体力テスト、全項目で全国一位だったっけ?凄いよね」
「よく知ってるな。でも体力テストで分かるのなんかは基礎体力だけだからな、部活とかで特定の体力を伸ばしてる人にはやっぱり敵わないさ」
「でもやっぱり凄いよ。私なんかリアルじゃ全然運動出来ないもん」
「そうなのか?」
アナザーワールドの中では全くそんな風には見受けられなかったので、つい驚きの声を漏らしてしまった。むしろあの動きは普段から運動をしていないと出来ない動きだろう。

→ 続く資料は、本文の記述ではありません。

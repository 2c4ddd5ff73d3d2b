use std::time::Duration;

use thiserror::Error;

pub type Result<T> = std::result::Result<T, ThreadError>;

/// Errors surfaced by the aggregation engine.
///
/// `Clone` so a single failed authentication can be handed to every caller
/// waiting on the same in-flight exchange.
#[derive(Debug, Clone, PartialEq, Error)]
pub enum ThreadError {
    #[error("Not found: {0}")]
    NotFound(String),

    #[error("Authentication failed: {0}")]
    AuthenticationFailed(String),

    /// A 401 from an authenticated endpoint. Callers refresh once, then
    /// escalate to `AuthenticationFailed`.
    #[error("Unauthorized: {0}")]
    Unauthorized(String),

    #[error("Rate limited: {message}")]
    RateLimited {
        retry_after: Option<Duration>,
        message: String,
    },

    #[error("Network error: {0}")]
    TransientNetwork(String),

    #[error("Malformed payload: {0}")]
    MalformedPayload(String),

    #[error("API error (status {status}): {message}")]
    Api { status: u16, message: String },

    #[error("Invalid thread reference: {0}")]
    InvalidReference(String),

    #[error("Unsupported platform: {0}")]
    UnsupportedPlatform(String),

    #[error("Configuration error: {0}")]
    Config(String),

    #[error("Operation cancelled")]
    Cancelled,
}

impl ThreadError {
    /// Whether the transport should back off and try again.
    pub fn is_retryable(&self) -> bool {
        matches!(
            self,
            ThreadError::TransientNetwork(_) | ThreadError::RateLimited { .. }
        )
    }

    /// Retry-after hint carried by a rate-limit error.
    pub fn retry_after(&self) -> Option<Duration> {
        match self {
            ThreadError::RateLimited { retry_after, .. } => *retry_after,
            _ => None,
        }
    }
}

impl From<serde_json::Error> for ThreadError {
    fn from(err: serde_json::Error) -> Self {
        ThreadError::MalformedPayload(err.to_string())
    }
}

#[cfg(test)]
mod tests {
    use super::*;

    #[test]
    fn only_transient_and_rate_limit_errors_retry() {
        assert!(ThreadError::TransientNetwork("reset".into()).is_retryable());
        assert!(ThreadError::RateLimited {
            retry_after: None,
            message: "429".into()
        }
        .is_retryable());
        assert!(!ThreadError::NotFound("x".into()).is_retryable());
        assert!(!ThreadError::Unauthorized("x".into()).is_retryable());
        assert!(!ThreadError::Api {
            status: 400,
            message: "bad".into()
        }
        .is_retryable());
    }

    #[test]
    fn serde_errors_become_malformed_payload() {
        let err: ThreadError = serde_json::from_str::<u32>("nope").unwrap_err().into();
        assert!(matches!(err, ThreadError::MalformedPayload(_)));
    }
}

「小さい頃から体が弱くてね、あんまり長時間の運動は止められてるんだ。
最近は少しずつ体を慣らして運動出来る時間を延ばしてるけど」
「へえ……じゃあアナザーワールドは一種のリハビリみたいなものか?」
「そうだね、体の動かし方を忘れないためのリハビリ。まあ、最近じゃ単に楽しくてやってる感が強いけど」
そう言って明るく笑う輝宮。
確かに、アナザーワールドで片手剣使い(ソードマン)ルナとして活動している輝宮はいつも楽しい時は笑う、悲しい時は泣く、腹が立った時は怒る、と他のプレイヤーには無い感情の豊かさを持ち、全力であの世界を生きているように見える。
本人はリハビリと称しているが、輝宮にとってアナザーワールドとはこの現実世界と同じくらい大切な≪自分が生きるもう一つの現実≫なのだろう。
「そういえば雷翔君はそんなに運動出来るのに部活とかは入ってないよね?何か理由はあるの?」
「ん?いや、大した理由は無いよ。単に家事が忙しくて部活とかをやってる時間が無いだけ。
まあ、部活とかにあんまり興味が無いっていうのもあるけど」
正直な話、部活のあの熱い雰囲気というのが苦手なだけなのだが。
そんなことだから枯れてるだの老木だの誹りを受けるのだとわかっていても苦手なものは苦手なのでしょうがない。